The Tullow Oil (LSE:TLW) share price has tanked over the past month. In fact, the stock is down 27% over the past 30 days — not a good return for shareholders.
But today, the independent oil and gas operator made up for some of the losses as it jumped 3% in early morning trading.
Despite doing plenty of research on Tullow for my PhD, I’ve never invested in the company. But maybe I should reconsider. So, let’s see if it’s right for my portfolio.
What’s been moving the Tullow share price?
Tullow once traded for 1,500p a share, today it trades for just 40p. It was a promising hydrocarbons firm that looked to approach the industry with a new, more localised, business model.
However, it experienced several setbacks.
The London-headquartered firm focuses on frontier oil markets like Uganda, Ghana and Kenya. Uganda was one of its most promising assets.
Tullow submitted its field development plans to the Ugandan government in 2013. However, the government never responded, despite the British oil company having a positive reputation among Ugandan civil servants and others in the industry.
To add insult to injury, Tullow was hit with a massive tax bill when it tried to farm down its operations to Total and CNOC.
Events in Uganda were compounded by two oil price crashes.
The company had been making gains this year until the oil price weakened in recent weeks.
Tullow said it closed last year with net debt of just over $2.1bn. That was down from the near $2.4bn in debt it held at the end of 2020.
That’s a lot of debt for a company with a market cap of just over £500m.
A recently announced merger with British independent Capricorn might help address this. Capricorn has a significant cash weighting that should assist Tullow in progressing some of its development projects.
JP Morgan suggested that Capricorn’s cash could de-risk Tullow’s operations in Kenya.
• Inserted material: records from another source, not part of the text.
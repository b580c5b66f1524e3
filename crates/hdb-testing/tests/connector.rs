//! Connector behavior: authentication methods, credential refresh, session
//! cookies and tenant redirects.
//!
//! ```bash
//! cargo test -p hdb-testing --test connector
//! ```

#![allow(clippy::unwrap_used, clippy::expect_used, clippy::panic)]

use std::sync::Arc;
use std::sync::atomic::{AtomicUsize, Ordering};

use hdb_auth::testutil::{TEST_CERT_PEM, test_certificate, test_key_pem};
use hdb_client::{AuthAttrs, Connector};
use hdb_protocol::{AuthFields, MessageKind, Part};
use hdb_testing::{MockHdbServer, RecordedRequest};

/// Method names offered in an initial authentication request.
fn offered_methods(request: &RecordedRequest) -> Vec<String> {
    let fields = request
        .parts
        .iter()
        .find_map(|part| match part {
            Part::Authentication(fields) => Some(fields.clone()),
            _ => None,
        })
        .unwrap_or_else(AuthFields::new);
    fields
        .0
        .iter()
        .skip(1)
        .step_by(2)
        .map(|name| String::from_utf8_lossy(name).into_owned())
        .collect()
}

// =============================================================================
// Password authentication and refresh
// =============================================================================

#[tokio::test]
async fn test_password_offers_both_scram_methods() {
    let server = MockHdbServer::builder().build().await.unwrap();
    server.connector().connect().await.unwrap();

    let initial = &server.requests_of(MessageKind::Authenticate)[0];
    assert_eq!(
        offered_methods(initial),
        vec!["SCRAMPBKDF2SHA256".to_owned(), "SCRAMSHA256".to_owned()]
    );
}

#[tokio::test]
async fn test_refresh_with_unchanged_password_does_not_retry() {
    let server = MockHdbServer::builder().build().await.unwrap();
    let calls = Arc::new(AtomicUsize::new(0));

    let auth = AuthAttrs::with_password("SYSTEM", "stale");
    let counter = Arc::clone(&calls);
    auth.set_refresh_password(Arc::new(move |current: &str| {
        counter.fetch_add(1, Ordering::SeqCst);
        Some(current.to_owned())
    }));

    let err = Connector::with_auth(server.address(), auth)
        .connect()
        .await
        .unwrap_err();
    assert!(err.is_auth_error());
    assert_eq!(calls.load(Ordering::SeqCst), 1);
    assert_eq!(server.accepted_connections(), 1);
}

#[tokio::test]
async fn test_refresh_with_new_password_retries_once() {
    let server = MockHdbServer::builder().build().await.unwrap();

    let auth = AuthAttrs::with_password("SYSTEM", "stale");
    auth.set_refresh_password(Arc::new(|_current: &str| Some("manager".to_owned())));
    let connector = Connector::with_auth(server.address(), auth);
    let version = connector.auth().version();

    let conn = connector.connect().await.unwrap();
    assert_eq!(conn.username().await, "SYSTEM");
    assert_eq!(server.accepted_connections(), 2);
    assert!(connector.auth().version() > version);
}

// =============================================================================
// JWT and session cookies
// =============================================================================

#[tokio::test]
async fn test_jwt_login_caches_cookie() {
    let server = MockHdbServer::builder()
        .with_jwt("header.payload.signature", "JWTUSER")
        .build()
        .await
        .unwrap();

    let auth = AuthAttrs::new();
    auth.set_token("header.payload.signature");
    let connector = Connector::with_auth(server.address(), auth);

    let conn = connector.connect().await.unwrap();
    assert_eq!(conn.username().await, "JWTUSER");
    assert!(connector.auth().has_cookie());
    conn.close().await.unwrap();

    server.clear_requests();
    let conn = connector.connect().await.unwrap();
    assert_eq!(conn.username().await, "JWTUSER");

    // Cookie logon: one initial request, then the connect request finishes it.
    let initial = server.requests_of(MessageKind::Authenticate);
    assert_eq!(initial.len(), 1);
    assert_eq!(offered_methods(&initial[0]), vec!["SessionCookie".to_owned()]);
    let connect = server.requests_of(MessageKind::Connect);
    assert_eq!(connect.len(), 1);
    assert_eq!(offered_methods(&connect[0]), vec!["SessionCookie".to_owned()]);
}

#[tokio::test]
async fn test_rejected_cookie_is_not_retried() {
    let server = MockHdbServer::builder()
        .with_jwt("header.payload.signature", "JWTUSER")
        .build()
        .await
        .unwrap();

    let auth = AuthAttrs::new();
    auth.set_token("header.payload.signature");
    let connector = Connector::with_auth(server.address(), auth);
    connector.connect().await.unwrap();
    assert!(connector.auth().has_cookie());

    server.revoke_cookies();
    server.clear_requests();

    let conn = connector.connect().await.unwrap();
    assert_eq!(conn.username().await, "JWTUSER");

    // Rejected cookie attempt, then the token handshake.
    let offers: Vec<Vec<String>> = server
        .requests_of(MessageKind::Authenticate)
        .iter()
        .map(offered_methods)
        .collect();
    assert_eq!(
        offers,
        vec![vec!["SessionCookie".to_owned()], vec!["JWT".to_owned()]]
    );
    let connect = server.requests_of(MessageKind::Connect);
    assert_eq!(connect.len(), 1);
    assert_eq!(offered_methods(&connect[0]), vec!["JWT".to_owned()]);

    // The token handshake stored a fresh cookie.
    assert!(connector.auth().has_cookie());
}

#[tokio::test]
async fn test_unknown_token_is_auth_error() {
    let server = MockHdbServer::builder()
        .with_jwt("valid", "JWTUSER")
        .build()
        .await
        .unwrap();

    let auth = AuthAttrs::new();
    auth.set_token("forged");
    let err = Connector::with_auth(server.address(), auth)
        .connect()
        .await
        .unwrap_err();
    assert!(err.is_auth_error());
}

// =============================================================================
// X.509
// =============================================================================

#[tokio::test]
async fn test_x509_login() {
    let (_certificate, public_key) = test_certificate();
    let server = MockHdbServer::builder()
        .with_x509(public_key, "CERTUSER")
        .build()
        .await
        .unwrap();

    let auth = AuthAttrs::new();
    auth.set_client_cert(TEST_CERT_PEM.as_bytes(), test_key_pem().as_bytes())
        .unwrap();
    let connector = Connector::with_auth(server.address(), auth);

    let conn = connector.connect().await.unwrap();
    assert_eq!(conn.username().await, "CERTUSER");
    assert!(connector.auth().has_cookie());
}

// =============================================================================
// Tenant redirect
// =============================================================================

#[tokio::test]
async fn test_tenant_redirect_is_cached() {
    let tenant = MockHdbServer::builder()
        .with_database("T1")
        .build()
        .await
        .unwrap();
    let landing = MockHdbServer::builder()
        .with_database("SYSTEMDB")
        .with_tenant("T1", "127.0.0.1", tenant.port())
        .build()
        .await
        .unwrap();

    let connector = Connector::new(landing.address(), "SYSTEM", "manager").with_database_name("T1");

    let conn = connector.connect().await.unwrap();
    assert_eq!(conn.database_name(), "T1");
    assert_eq!(landing.accepted_connections(), 1);
    assert_eq!(landing.requests_of(MessageKind::DbConnectInfo).len(), 1);
    assert_eq!(tenant.accepted_connections(), 1);
    conn.close().await.unwrap();

    let conn = connector.connect().await.unwrap();
    assert_eq!(conn.database_name(), "T1");
    assert_eq!(landing.accepted_connections(), 1, "landing host skipped");
    assert_eq!(tenant.accepted_connections(), 2);
}

#[tokio::test]
async fn test_no_redirect_for_own_database() {
    let server = MockHdbServer::builder().with_database("HXE").build().await.unwrap();
    let connector = Connector::new(server.address(), "SYSTEM", "manager").with_database_name("HXE");

    let conn = connector.connect().await.unwrap();
    assert_eq!(conn.database_name(), "HXE");
    assert_eq!(server.accepted_connections(), 1);
    conn.ping().await.unwrap();
}

#[tokio::test]
async fn test_unknown_tenant_fails() {
    let server = MockHdbServer::builder().build().await.unwrap();
    let connector = Connector::new(server.address(), "SYSTEM", "manager").with_database_name("NOPE");

    let err = connector.connect().await.unwrap_err();
    assert!(!err.is_auth_error());
}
In the current high oil price environment, Tullow will want to get all of its assets on-line in order to maximise revenue and hopefully start reducing debt.
However, oil prices are the core determinant of the profitability of oil companies. And right now, nobody really knows where they’re going to go.
This week alone, we’ve had several contrasting forecasts from reputable institutions.
Citi Group suggested oil could fall to $65 a barrel this year and slump to $45 by end-2023. Meanwhile, JP Morgan suggested it could rise as high as $380 if Russia stops exporting to G7 nations.
Personally, I see oil falling on weak economic data and continued Chinese lockdowns as we approach the end of the year.
Is it right for my portfolio?
I would buy Tullow stock now as I think, in the long run, we’re entering an era of scarcity characterised by higher commodity prices. This will be good for oil stocks, particularly Tullow which needs to reduce its debt burden.
However, there could well be better entry points later this year as I predict oil will fall in the near term.